Wir schlagen deshalb vor, den Kriegsbegriff nicht rundheraus abzulehnen, sondern ihn von eurozentrischen Annahmen symmetrischer Gewalt befreit zu nutzen, um die Relevanz empirisch belegter Gewalt in den Vordergrund zu rücken. Der Vorteil eines solchen Begriffs ist, dass mit ihm massenhafte Gewalt in ganz unterschiedlichen Ausprägungen als moralisch und politisch relevant gekennzeichnet werden kann – denn „Krieg“ ist eine menschengemachte Katastrophe, und der Begriff signalisiert, dass hier Handeln nötig ist. In einem zweiten Schritt geht es dann darum, empirisch zu klären, was die zentralen Charakteristiken des jeweiligen Krieges sind. Ein Vorschlag für die empirische Beschreibung der massenhaften Gewalt in Gaza ist „genozidaler Krieg“: also Massengewalt, an der sich anhand empirischer Beobachtungen plausibel auf Vernichtungsabsichten schließen lässt. Gegenüber Genozid hat „genozidaler Krieg“ den Vorteil, dass er nicht von Gerichten bestätigt werden muss, sondern sich allein auf umfangreich dokumentierte, empirische Beobachtungen stützt – was in der Politik üblicherweise sehr wohl als Entscheidungs- und Handlungsgrundlage ausreicht! Mit der Verwendung des Kriegsbegriffs kann und sollte also Argumenten entgegengetreten werden, man müsse Gerichtsprozesse abwarten, bevor zum Beispiel Entscheidungen über Konsequenzen im Verhältnis zur israelischen Regierung getroffen werden können. Wie auch immer die Gerichte entscheiden, allein die empirischen Belege sollten Beweis genug sein, dass ein genozidaler Krieg geführt wurde und dass dieser ebenso inakzeptabel ist wie ein gerichtlich festgestellter Völkermord.
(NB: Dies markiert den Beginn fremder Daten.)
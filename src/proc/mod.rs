// src/proc/mod.rs

//! Driver-process layer.
//!
//! This module is responsible for actually running the driver binary, using
//! `tokio::process::Command`, and for observing its output streams:
//!
//! - [`launcher`] spawns the driver with captured stdout/stderr and a
//!   discarded stdin.
//! - [`readiness`] owns the stdout readiness watcher and the stderr
//!   forwarder with its bounded diagnostic tail.
//!
//! Both output streams are consumed exclusively here; no other component
//! attaches readers to them, so a readiness marker can never be consumed
//! twice.

pub mod launcher;
pub mod readiness;

pub use launcher::{launch, DriverProcess};
pub use readiness::{drain_tail, forward_stderr, watch_stdout, StderrTail};

use std::sync::Arc;

use tracing::{debug, error, info, warn, Level};

/// Which stream a forwarded diagnostic line came from.
#[derive(Debug, Clone, Copy, PartialEq, Eq)]
pub enum StreamSource {
    Stdout,
    Stderr,
}

/// Caller-supplied diagnostics sink.
///
/// Receives every stderr line and every non-marker stdout line. This is a
/// one-way notification; the supervisor never looks at a return value. The
/// sink is invoked from background reader tasks, so a panicking sink cannot
/// unwind into the supervisor's control flow.
pub type DiagnosticSink = Arc<dyn Fn(StreamSource, &str) + Send + Sync>;

/// Default sink used by `Supervisor::new`: forwards driver output to
/// `tracing`, classifying stderr lines into levels by content.
pub fn tracing_sink(driver: &str) -> DiagnosticSink {
    let driver = driver.to_string();
    Arc::new(move |source, line| match source {
        StreamSource::Stdout => debug!(driver = %driver, "stdout: {}", line),
        StreamSource::Stderr => {
            let level = classify_stderr_line(line);
            if level == Level::ERROR {
                error!(driver = %driver, "stderr: {}", line);
            } else if level == Level::WARN {
                warn!(driver = %driver, "stderr: {}", line);
            } else if level == Level::DEBUG {
                debug!(driver = %driver, "stderr: {}", line);
            } else {
                info!(driver = %driver, "stderr: {}", line);
            }
        }
    })
}

/// Classify a stderr line into a log level based on content heuristics.
///
/// Driver binaries log freely to stderr; this keeps genuine failures visible
/// at `error` without drowning the log in noise.
fn classify_stderr_line(line: &str) -> Level {
    let lower = line.to_lowercase();
    if lower.contains("error") || lower.contains("panic") || lower.contains("fatal") {
        Level::ERROR
    } else if lower.contains("warn") {
        Level::WARN
    } else if lower.contains("debug") || lower.contains("trace") {
        Level::DEBUG
    } else {
        Level::INFO
    }
}

#[cfg(test)]
mod tests {
    use super::*;

    #[test]
    fn stderr_lines_with_failure_words_classify_as_error() {
        assert_eq!(classify_stderr_line("ERROR: bind failed"), Level::ERROR);
        assert_eq!(classify_stderr_line("thread 'main' panicked"), Level::ERROR);
        assert_eq!(classify_stderr_line("fatal: no display"), Level::ERROR);
    }

    #[test]
    fn stderr_lines_classify_warn_and_debug() {
        assert_eq!(classify_stderr_line("WARN: deprecated flag"), Level::WARN);
        assert_eq!(classify_stderr_line("debug: session created"), Level::DEBUG);
        assert_eq!(classify_stderr_line("trace: frame sent"), Level::DEBUG);
    }

    #[test]
    fn ordinary_stderr_lines_default_to_info() {
        assert_eq!(
            classify_stderr_line("Listening on 127.0.0.1:4444"),
            Level::INFO
        );
    }
}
Hiermit sind wir schließlich bei der de facto Hierarchisierung von Leid, die auch Dirk Moses umtreibt und ohne Frage ein Kernproblem des juristischen Genozidbegriffs ist. Dieser soll das schlimmste aller Verbrechen beschreiben und ist dabei so eng gefasst ist, dass die allermeiste Massengewalt nicht darunter gefasst werden kann und so zwangsläufig als „weniger schlimm“ gekennzeichnet wird. Auch hier könnte der Kriegsbegriff langfristig korrigierend wirken, indem er einer solchen Hierarchisierung entgegenwirkt.
Diskursiv mehrgleisig fahren
Selbstverständlich ist es auch weiterhin sinnvoll den Genozidbegriff zu nutzen, insbesondere um die Geltung des Völkerrechts einzufordern. Unser zentraler Punkt ist daher, dass es für die Palästina-solidarische Bewegungen unklug ist, politisch und moralisch alles auf eine Karte zu setzen – noch dazu auf das bekannterweise selektiv wirksame und von kolonialen Logiken durchzogene Völkerrecht! Wir sollten diskursiv mehrgleisig fahren, um einer Situation zu entkommen, in der zentrale Akteure Verantwortung für schwerste Verbrechen von sich weisen, und in der die moralische und juristische Verurteilung so eng miteinander verwoben sind, dass zukünftige Freisprüche schlimmstenfalls einer Reinwaschung gleichkämen. Der Begriff „genozidaler Krieg“ gibt uns diese Möglichkeit.